◆ RECORDED DATA ◆
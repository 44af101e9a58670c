//! Request parameters for the Twitter API v2 search endpoint.

use chrono::{DateTime, NaiveDate, NaiveDateTime, Utc};
use once_cell::sync::Lazy;
use regex::Regex;

use crate::error::{Result, SourceError};

/// Smallest and largest `max_results` accepted by the recent search endpoint.
pub const MIN_RESULTS_PER_CALL: usize = 10;
pub const MAX_RESULTS_PER_CALL: usize = 100;

const START_TIME_FORMAT: &str = "%Y-%m-%dT%H:%M:%SZ";

static RELATIVE_PERIOD_RE: Lazy<Regex> =
    Lazy::new(|| Regex::new(r"^(\d+)([dhm])$").expect("valid period pattern"));

/// Inputs for building a search request, with field lists already serialized.
#[derive(Debug, Clone, Default, PartialEq)]
pub struct RequestParams {
    pub query: String,
    pub results_per_call: usize,
    pub place_fields: Option<String>,
    pub expansions: Option<String>,
    pub user_fields: Option<String>,
    pub tweet_fields: Option<String>,
    pub since_id: Option<u64>,
    pub until_id: Option<u64>,
    pub start_time: Option<String>,
}

/// A ready-to-send set of query string parameters.
#[derive(Debug, Clone, PartialEq, Eq)]
pub struct SearchRequest {
    params: Vec<(String, String)>,
}

impl SearchRequest {
    /// Builds a request from `params`, converting the lookup period with `now` as
    /// the reference time.
    ///
    /// # Returns
    ///
    /// - `Ok(SearchRequest)`: The request parameters
    /// - `Err(SourceError::InvalidInput)`: If the lookup period cannot be understood
    pub fn from_params(params: &RequestParams, now: DateTime<Utc>) -> Result<Self> {
        let results_per_call = params
            .results_per_call
            .clamp(MIN_RESULTS_PER_CALL, MAX_RESULTS_PER_CALL);

        let mut request = SearchRequest { params: Vec::new() };
        request.push("query", Some(params.query.clone()));
        request.push("max_results", Some(results_per_call.to_string()));
        request.push("tweet.fields", params.tweet_fields.clone());
        request.push("user.fields", params.user_fields.clone());
        request.push("place.fields", params.place_fields.clone());
        request.push("expansions", params.expansions.clone());
        request.push("since_id", params.since_id.map(|id| id.to_string()));
        request.push("until_id", params.until_id.map(|id| id.to_string()));
        let start_time = params
            .start_time
            .as_deref()
            .map(|period| convert_lookup_period(period, now))
            .transpose()?;
        request.push("start_time", start_time);
        Ok(request)
    }

    fn push(&mut self, key: &str, value: Option<String>) {
        if let Some(value) = value {
            self.params.push((key.to_string(), value));
        }
    }

    pub fn get(&self, key: &str) -> Option<&str> {
        self.params
            .iter()
            .find(|(k, _)| k == key)
            .map(|(_, v)| v.as_str())
    }

    /// Encodes the parameters as a URL query string, appending `next_token` when
    /// given.
    pub fn to_query_string(&self, next_token: Option<&str>) -> String {
        let next = next_token.map(|token| ("next_token", token));
        self.params
            .iter()
            .map(|(k, v)| (k.as_str(), v.as_str()))
            .chain(next)
            .map(|(k, v)| format!("{}={}", k, urlencoding::encode(v)))
            .collect::<Vec<_>>()
            .join("&")
    }
}

/// Converts a lookup period into the API's `start_time` format.
///
/// Accepts relative periods (`10d`, `6h`, `15m`, counted back from `now`), dates
/// (`2024-01-31`), dates with minutes (`2024-01-31 08:30`) and RFC 3339 timestamps.
pub fn convert_lookup_period(period: &str, now: DateTime<Utc>) -> Result<String> {
    let period = period.trim();
    let invalid = || SourceError::InvalidInput(format!("unrecognized lookup period '{}'", period));

    if let Some(caps) = RELATIVE_PERIOD_RE.captures(period) {
        let amount: i64 = caps[1].parse().map_err(|_| invalid())?;
        let delta = match &caps[2] {
            "d" => chrono::Duration::try_days(amount),
            "h" => chrono::Duration::try_hours(amount),
            _ => chrono::Duration::try_minutes(amount),
        }
        .ok_or_else(invalid)?;
        let start = now.checked_sub_signed(delta).ok_or_else(invalid)?;
        return Ok(start.format(START_TIME_FORMAT).to_string());
    }

    if let Ok(dt) = DateTime::parse_from_rfc3339(period) {
        return Ok(dt.with_timezone(&Utc).format(START_TIME_FORMAT).to_string());
    }
    if let Ok(dt) = NaiveDateTime::parse_from_str(period, "%Y-%m-%d %H:%M") {
        return Ok(dt.and_utc().format(START_TIME_FORMAT).to_string());
    }
    if let Ok(date) = NaiveDate::parse_from_str(period, "%Y-%m-%d") {
        let dt = date.and_hms_opt(0, 0, 0).ok_or_else(invalid)?;
        return Ok(dt.and_utc().format(START_TIME_FORMAT).to_string());
    }

    Err(invalid())
}

#[cfg(test)]
mod tests {
    use super::*;
    use chrono::TimeZone;

    fn now() -> DateTime<Utc> {
        Utc.with_ymd_and_hms(2024, 3, 10, 12, 0, 0).unwrap()
    }

    #[test]
    fn test_relative_periods() {
        assert_eq!(
            convert_lookup_period("10d", now()).unwrap(),
            "2024-02-29T12:00:00Z"
        );
        assert_eq!(
            convert_lookup_period("15m", now()).unwrap(),
            "2024-03-10T11:45:00Z"
        );
        assert_eq!(
            convert_lookup_period("6h", now()).unwrap(),
            "2024-03-10T06:00:00Z"
        );
    }

    #[test]
    fn test_absolute_periods() {
        assert_eq!(
            convert_lookup_period("2024-01-31", now()).unwrap(),
            "2024-01-31T00:00:00Z"
        );
        assert_eq!(
            convert_lookup_period("2024-01-31 08:30", now()).unwrap(),
            "2024-01-31T08:30:00Z"
        );
        assert_eq!(
            convert_lookup_period("2024-01-31T08:30:00+02:00", now()).unwrap(),
            "2024-01-31T06:30:00Z"
        );
    }

    #[test]
    fn test_invalid_period() {
        let err = convert_lookup_period("yesterday", now()).unwrap_err();
        assert!(err.is_invalid_input());
    }

    #[test]
    fn test_request_clamps_and_omits_missing_fields() {
        let params = RequestParams {
            query: "(rust) (-is:reply)".to_string(),
            results_per_call: 5,
            tweet_fields: Some("id,text".to_string()),
            since_id: Some(99),
            ..Default::default()
        };
        let request = SearchRequest::from_params(&params, now()).unwrap();

        assert_eq!(request.get("max_results"), Some("10"));
        assert_eq!(request.get("since_id"), Some("99"));
        assert_eq!(request.get("user.fields"), None);
        assert_eq!(
            request.to_query_string(Some("abc")),
            "query=%28rust%29%20%28-is%3Areply%29&max_results=10&tweet.fields=id%2Ctext&since_id=99&next_token=abc"
        );
    }
}
//! Core Twitter API utilities.
//!
//! This module contains the [`SearchClient`] seam the tweet source talks to and
//! its default implementation, [`ApiSearchClient`], which calls the Twitter API v2
//! recent search endpoint with a Bearer Token and walks `next_token` pagination.

use async_trait::async_trait;
use chrono::Utc;
use log::{debug, error, info, warn};
use reqwest::Client;
use serde_json::{json, Value};
use std::path::Path;

use super::credentials::Credentials;
use super::params::{RequestParams, SearchRequest};
use crate::error::{Result, SourceError};

/// Upper bound on pages fetched by a single search.
const MAX_PAGES: usize = 50;

/// The search collaborator used by [`TwitterSource`](crate::TwitterSource).
///
/// `Auth` and `Request` are opaque to the caller: they are produced by this trait
/// and only ever handed back to it.
#[async_trait]
pub trait SearchClient: Send + Sync {
    type Auth: Send + Sync;
    type Request: Send + Sync;

    /// Loads the authentication context from an optional file, overlaid with the
    /// environment when `env_overwrite` is set.
    fn load_credentials(&self, filename: Option<&Path>, env_overwrite: bool) -> Result<Self::Auth>;

    /// Builds a request descriptor from the search parameters.
    fn gen_request_parameters(&self, params: RequestParams) -> Result<Self::Request>;

    /// Runs the search and returns every raw record, collecting at most
    /// `max_tweets` tweets.
    async fn collect_results(
        &self,
        request: &Self::Request,
        max_tweets: usize,
        auth: &Self::Auth,
    ) -> Result<Vec<Value>>;
}

/// Sanitizes text for safe logging by truncating and escaping control characters.
///
/// # Parameters
///
/// - `text`: The text to sanitize
/// - `max_len`: Maximum length in bytes before truncation
///
/// # Returns
///
/// A sanitized string safe for logging
pub(crate) fn sanitize_for_logging(text: &str, max_len: usize) -> String {
    let sanitized: String = text
        .chars()
        .map(|c| match c {
            '\n' | '\r' | '\t' => ' ',
            c if c.is_control() => '?',
            c => c,
        })
        .collect();

    if sanitized.len() > max_len {
        let cut = (0..=max_len)
            .rev()
            .find(|&i| sanitized.is_char_boundary(i))
            .unwrap_or(0);
        format!(
            "{}... [truncated, {} total bytes]",
            &sanitized[..cut],
            text.len()
        )
    } else {
        sanitized
    }
}

/// Builds the Authorization header for OAuth 2.0 Bearer Token authentication.
pub fn build_bearer_auth_header(bearer_token: &str) -> String {
    format!("Bearer {}", bearer_token)
}

/// Flattens one search response into raw records.
///
/// Each tweet under "data" becomes its own record (at most `budget` of them),
/// followed by the "includes" object and a `{"meta": ...}` record.
///
/// # Returns
///
/// The records, the number of tweets taken and the `next_token`, if any.
pub(crate) fn flatten_response(
    response: Value,
    budget: usize,
) -> (Vec<Value>, usize, Option<String>) {
    let Value::Object(mut body) = response else {
        return (Vec::new(), 0, None);
    };

    let mut records = Vec::new();
    let mut taken = 0;
    if let Some(Value::Array(tweets)) = body.remove("data") {
        taken = tweets.len().min(budget);
        records.extend(tweets.into_iter().take(budget));
    }
    if let Some(includes) = body.remove("includes") {
        records.push(includes);
    }

    let next_token = body
        .get("meta")
        .and_then(|meta| meta.get("next_token"))
        .and_then(Value::as_str)
        .map(String::from);
    if let Some(meta) = body.remove("meta") {
        records.push(json!({ "meta": meta }));
    }

    (records, taken, next_token)
}

/// [`SearchClient`] backed by the Twitter API v2 recent search endpoint.
#[derive(Debug, Clone, Default)]
pub struct ApiSearchClient {
    client: Client,
}

impl ApiSearchClient {
    pub fn new() -> Self {
        Self::default()
    }

    /// Uses a preconfigured HTTP client (timeouts, proxies, ...).
    pub fn with_client(client: Client) -> Self {
        ApiSearchClient { client }
    }

    /// Sends one search request and returns the response body.
    async fn fetch_page(&self, url: &str, auth: &Credentials, page: usize) -> Result<String> {
        info!(
            "Sending GET request to Twitter API v2 search endpoint (page {})",
            page
        );
        debug!("Request URL: {}", url);
        debug!("Request headers: Authorization: Bearer [REDACTED]");

        let response = self
            .client
            .get(url)
            .header("Authorization", build_bearer_auth_header(&auth.bearer_token))
            .send()
            .await?;

        let status = response.status();
        info!("Received response with status: {} for page {}", status, page);

        let body = response.text().await?;
        if status.is_success() {
            debug!("Search response: {} bytes received", body.len());
            return Ok(body);
        }

        error!("Search request failed - Status: {}", status);
        debug!("Error response: {}", sanitize_for_logging(&body, 200));
        Err(SourceError::api_status(status, body))
    }
}

#[async_trait]
impl SearchClient for ApiSearchClient {
    type Auth = Credentials;
    type Request = SearchRequest;

    fn load_credentials(&self, filename: Option<&Path>, env_overwrite: bool) -> Result<Credentials> {
        Credentials::load(filename, env_overwrite)
    }

    fn gen_request_parameters(&self, params: RequestParams) -> Result<SearchRequest> {
        SearchRequest::from_params(&params, Utc::now())
    }

    async fn collect_results(
        &self,
        request: &SearchRequest,
        max_tweets: usize,
        auth: &Credentials,
    ) -> Result<Vec<Value>> {
        let mut records = Vec::new();
        let mut collected = 0usize;
        let mut next_token: Option<String> = None;
        let mut page_count = 0;

        while collected < max_tweets {
            page_count += 1;
            info!("Fetching page {} of search results", page_count);

            // Request the next page
            let url = format!(
                "{}?{}",
                auth.endpoint,
                request.to_query_string(next_token.as_deref())
            );
            let body = self.fetch_page(&url, auth, page_count).await?;
            let response: Value = serde_json::from_str(&body)?;

            // Flatten this page, taking no more than the remaining budget
            let (page_records, taken, token) = flatten_response(response, max_tweets - collected);
            info!("Found {} tweets in page {}", taken, page_count);
            records.extend(page_records);
            collected += taken;
            next_token = token;

            // Stop when there are no more pages or the page cap is hit
            if next_token.is_none() {
                info!("No more pages to fetch");
                break;
            }
            if page_count >= MAX_PAGES {
                warn!("Reached maximum page limit ({}), stopping pagination", MAX_PAGES);
                break;
            }
        }

        info!(
            "Search completed - collected {} tweets from {} pages",
            collected, page_count
        );
        Ok(records)
    }
}

#[cfg(test)]
mod tests {
    use super::*;

    #[test]
    fn test_sanitize_for_logging() {
        assert_eq!(sanitize_for_logging("a\nb\tc\u{7}", 100), "a b c?");
        let long = "x".repeat(30);
        assert_eq!(
            sanitize_for_logging(&long, 10),
            "xxxxxxxxxx... [truncated, 30 total bytes]"
        );
    }

    #[test]
    fn test_build_bearer_auth_header() {
        assert_eq!(build_bearer_auth_header("token"), "Bearer token");
    }

    #[test]
    fn test_flatten_response_orders_records() {
        let response = json!({
            "data": [{"id": "1", "text": "a"}, {"id": "2", "text": "b"}],
            "includes": {"users": [{"id": "9"}]},
            "meta": {"result_count": 2, "next_token": "n1"}
        });
        let (records, taken, next) = flatten_response(response, 10);

        assert_eq!(taken, 2);
        assert_eq!(next.as_deref(), Some("n1"));
        assert_eq!(records.len(), 4);
        assert_eq!(records[0]["id"], "1");
        assert_eq!(records[2]["users"][0]["id"], "9");
        assert_eq!(records[3]["meta"]["result_count"], 2);
    }

    #[test]
    fn test_flatten_response_respects_budget() {
        let response = json!({
            "data": [{"id": "1", "text": "a"}, {"id": "2", "text": "b"}],
            "meta": {"result_count": 2}
        });
        let (records, taken, next) = flatten_response(response, 1);
        assert_eq!(taken, 1);
        assert!(next.is_none());
        assert_eq!(records.len(), 2);
    }

    #[test]
    fn test_flatten_empty_result() {
        let (records, taken, _) = flatten_response(json!({"meta": {"result_count": 0}}), 10);
        assert_eq!(taken, 0);
        assert_eq!(records, vec![json!({"meta": {"result_count": 0}})]);
    }
}
//! Error types for the tweet source.
//!
//! `InvalidInput` is raised before any I/O happens. Everything coming out of the
//! search or text-cleaning collaborators is carried through unchanged.

use reqwest::StatusCode;
use thiserror::Error;
use tokio_cron_scheduler::JobSchedulerError;

/// Errors produced while looking up and normalizing tweets.
#[derive(Debug, Error)]
pub enum SourceError {
    #[error("invalid input: {0}")]
    InvalidInput(String),
    #[error("credentials error: {0}")]
    Credentials(String),
    #[error("unable to read credentials file: {0}")]
    CredentialsFile(std::io::Error),
    #[error("unable to parse credentials file: {0}")]
    CredentialsFormat(#[from] toml::de::Error),
    #[error("HTTP error: {0}")]
    Http(#[from] reqwest::Error),
    #[error("Twitter API returned status {status}: {body}")]
    Api { status: StatusCode, body: String },
    #[error("invalid JSON in search response: {0}")]
    Json(#[from] serde_json::Error),
    #[error("malformed record: {0}")]
    MalformedRecord(String),
    #[error("scheduler error: {0}")]
    Scheduler(#[from] JobSchedulerError),
}

impl SourceError {
    pub fn api_status(status: StatusCode, body: String) -> Self {
        SourceError::Api { status, body }
    }

    /// Whether the error was raised before any collaborator was called.
    pub fn is_invalid_input(&self) -> bool {
        matches!(self, SourceError::InvalidInput(_))
    }
}

pub type Result<T> = std::result::Result<T, SourceError>;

◆ ABOUT THIS EXERCISE ◆
Reproduce every line in the records above that contains the word "remove".

◆ WRITTEN REPLY ◆
    if let Some(Value::Array(tweets)) = body.remove("data") {
    if let Some(includes) = body.remove("includes") {
    if let Some(meta) = body.remove("meta") {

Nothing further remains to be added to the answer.